In-house Consultations or Remote Monitoring
Some hospitals, e.g. in Vienna, are built as a campus, sometimes entailing longer walking distances across campus between the wards of different specialties. In these cases, CPS4TIC will be used to connect different buildings on the same campus to speed up the flow of information and reduce the need for physically traversing the campus, especially in the case of emergencies. In one Viennese hospital, the emergency room will be equipped with a MONA device to make special expertise from other wards in the hospital quickly available. Similarly, in one hospital the healthcare professionals have used CPS4TIC for monitoring patients in the isolation ward for COVID-19 patients and for communicating with nursing staff within the ward. This has allowed them to reduce the time necessary for (time consuming) changing into the protective gear and the unnecessary exposure to infectious patients, making their work easier and safer.

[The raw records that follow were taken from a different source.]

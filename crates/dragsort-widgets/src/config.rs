#![forbid(unsafe_code)]

//! Construction-time configuration.
//!
//! Everything here is validated when the adapter or controller is built, so a
//! misconfigured list fails at setup instead of on the first drag.

use std::fmt;
use std::time::Duration;

use dragsort_core::color::Rgba;
use dragsort_core::event::PointerButton;
use unicode_width::UnicodeWidthStr;

/// Default interval between auto-scroll ticks.
pub const DEFAULT_AUTOSCROLL_INTERVAL: Duration = Duration::from_millis(100);

/// Default overlay opacity for the floating preview.
pub const DEFAULT_OVERLAY_OPACITY: f32 = 0.5;

/// Identifier of an image or glyph resource supplied by the host.
#[derive(Debug, Clone, PartialEq, Eq, Hash)]
pub struct ResourceId(pub String);

impl ResourceId {
    /// Create a resource identifier.
    #[must_use]
    pub fn new(name: impl Into<String>) -> Self {
        Self(name.into())
    }
}

impl fmt::Display for ResourceId {
    fn fmt(&self, f: &mut fmt::Formatter<'_>) -> fmt::Result {
        f.write_str(&self.0)
    }
}

/// The drag handle drawn at the trailing edge of each row.
///
/// Its width defines the horizontal extent of the handle hit region.
#[derive(Debug, Clone, PartialEq, Eq)]
pub struct HandleIcon {
    /// Resource drawn for the handle.
    pub resource: ResourceId,
    /// Width of the handle in cells.
    pub width: u16,
}

impl HandleIcon {
    /// A handle backed by an arbitrary resource of known width.
    #[must_use]
    pub fn new(resource: ResourceId, width: u16) -> Self {
        Self { resource, width }
    }

    /// A handle drawn as a text glyph; its width is the glyph's display width.
    #[must_use]
    pub fn glyph(glyph: &str) -> Self {
        let width = u16::try_from(glyph.width()).unwrap_or(u16::MAX);
        Self {
            resource: ResourceId::new(glyph),
            width,
        }
    }
}

impl Default for HandleIcon {
    fn default() -> Self {
        Self::glyph("☰")
    }
}

/// Controller configuration.
#[derive(Debug, Clone)]
pub struct DragConfig {
    /// Background tint applied to the floating preview snapshot (default: green).
    pub overlay_color: Rgba,
    /// Opacity of the floating preview, `0.0..=1.0` (default: 0.5).
    pub overlay_opacity: f32,
    /// Delay between auto-scroll ticks (default: 100 ms).
    pub autoscroll_interval: Duration,
    /// Button that arms a drag (default: primary).
    pub handle_button: PointerButton,
}

impl Default for DragConfig {
    fn default() -> Self {
        Self {
            overlay_color: Rgba::GREEN,
            overlay_opacity: DEFAULT_OVERLAY_OPACITY,
            autoscroll_interval: DEFAULT_AUTOSCROLL_INTERVAL,
            handle_button: PointerButton::Primary,
        }
    }
}

impl DragConfig {
    /// Set the overlay color.
    #[must_use]
    pub fn with_overlay_color(mut self, color: Rgba) -> Self {
        self.overlay_color = color;
        self
    }

    /// Set overlay opacity (clamped to 0.0..=1.0).
    #[must_use]
    pub fn with_overlay_opacity(mut self, opacity: f32) -> Self {
        self.overlay_opacity = if opacity.is_nan() {
            DEFAULT_OVERLAY_OPACITY
        } else {
            opacity.clamp(0.0, 1.0)
        };
        self
    }

    /// Set the auto-scroll tick interval.
    #[must_use]
    pub fn with_autoscroll_interval(mut self, interval: Duration) -> Self {
        self.autoscroll_interval = interval;
        self
    }

    /// Set the button that arms a drag.
    #[must_use]
    pub fn with_handle_button(mut self, button: PointerButton) -> Self {
        self.handle_button = button;
        self
    }

    /// The overlay color with the configured opacity folded into its alpha.
    #[must_use]
    pub fn preview_tint(&self) -> Rgba {
        self.overlay_color.with_opacity(self.overlay_opacity)
    }

    /// Check values that the builder methods cannot guarantee when the struct
    /// is filled in directly.
    pub fn validate(&self) -> Result<(), ConfigError> {
        if !(0.0..=1.0).contains(&self.overlay_opacity) {
            return Err(ConfigError::OpacityOutOfRange(self.overlay_opacity));
        }
        if self.autoscroll_interval.is_zero() {
            return Err(ConfigError::ZeroAutoScrollInterval);
        }
        Ok(())
    }
}

/// Configuration rejected at setup time.
#[derive(Debug, Clone, PartialEq)]
pub enum ConfigError {
    /// The row template declares no slots.
    EmptyTemplate,
    /// The row template has a minimum height of zero.
    ZeroRowHeight,
    /// Two template slots share an id.
    DuplicateSlot(String),
    /// A field binding targets a slot the template does not declare.
    UnknownSlot { field: String, slot: String },
    /// Field keys and slot ids were supplied as lists of different lengths.
    BindingLengthMismatch { fields: usize, slots: usize },
    /// The handle icon has zero width, so no drag could ever be armed.
    ZeroHandleWidth,
    /// Overlay opacity outside `0.0..=1.0` (or NaN).
    OpacityOutOfRange(f32),
    /// Auto-scroll interval of zero would spin the event queue.
    ZeroAutoScrollInterval,
}

impl fmt::Display for ConfigError {
    fn fmt(&self, f: &mut fmt::Formatter<'_>) -> fmt::Result {
        match self {
            Self::EmptyTemplate => write!(f, "row template declares no slots"),
            Self::ZeroRowHeight => write!(f, "row template minimum height must be > 0"),
            Self::DuplicateSlot(slot) => write!(f, "duplicate slot id {slot:?} in row template"),
            Self::UnknownSlot { field, slot } => {
                write!(f, "field {field:?} is bound to unknown slot {slot:?}")
            }
            Self::BindingLengthMismatch { fields, slots } => write!(
                f,
                "{fields} field keys supplied for {slots} slots; the lists must pair up"
            ),
            Self::ZeroHandleWidth => write!(f, "drag handle icon has zero width"),
            Self::OpacityOutOfRange(value) => {
                write!(f, "overlay opacity must be in [0, 1] (got {value})")
            }
            Self::ZeroAutoScrollInterval => write!(f, "auto-scroll interval must be > 0"),
        }
    }
}

impl std::error::Error for ConfigError {}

In some hospitals, night and weekend shifts are staffed by resident doctors and non-intensivists with trained intensivists with more experiences on-duty at home. During interviews and conversations, CPS4TIC came up as one way to improve this situation: The on-duty intensivist could get a better image of the patient (especially if the data-solution the MONA system is capable of is activated) and give advice or participate in making clinical decisions. Yet, in some hospitals this model would entail fundamental changes of existing shift rhythms and of the culture of doing intensive care that can vary among different countries quite substantially. Thus, the home shift has been controversially discussed, also due to different legal frameworks.
Especially due to the pandemic, access to ICUs has been limited drastically. This has also meant that medical students could not enter the ICU as part of their training as usual. In the university hospitals participating in the project, physicians have thus discussed using CPS4TIC for a kind of tele-education: Using the technology, live images from patients could be transmitted to the lecture halls of the medical universities given patients’ consent. As an added value, this would also train doctors-in-training in the use of telemedicine as a routine component of their everyday work – a field that is currently still missing in most curricula.
CPS4TIC has mainly been developed to facilitate communication between physicians. But could it also be used to establish connections among nursing staff in different hospitals? Given the on-going scientification and specialization of nursing, the nurses we spoke to agreed that this could be a possibility, for instance, to exchange expertise about wound treatment. However, as nurses already saw themselves as under heavy time pressure due to understaffing, they expressed concerns that using more technology-mediated interaction with patients could compromise the patient-centric and physical proximity-based approach they feel is necessary when providing care for critically ill patients.
European Telehealth Network for Acute Care
ICU4Covid has a commitment to be sustainable beyond the duration of the two-year project. The vision for the time after is that of a European Telehealth Network for Acute Care. Using CPS4TIC as an infrastructure, hospitals with different core areas are envisaged to be connected to facilitate the exchange of clinical expertise across Europe. This is seen as essential to develop common standards of tele-medical consultation and documentation to further improve care.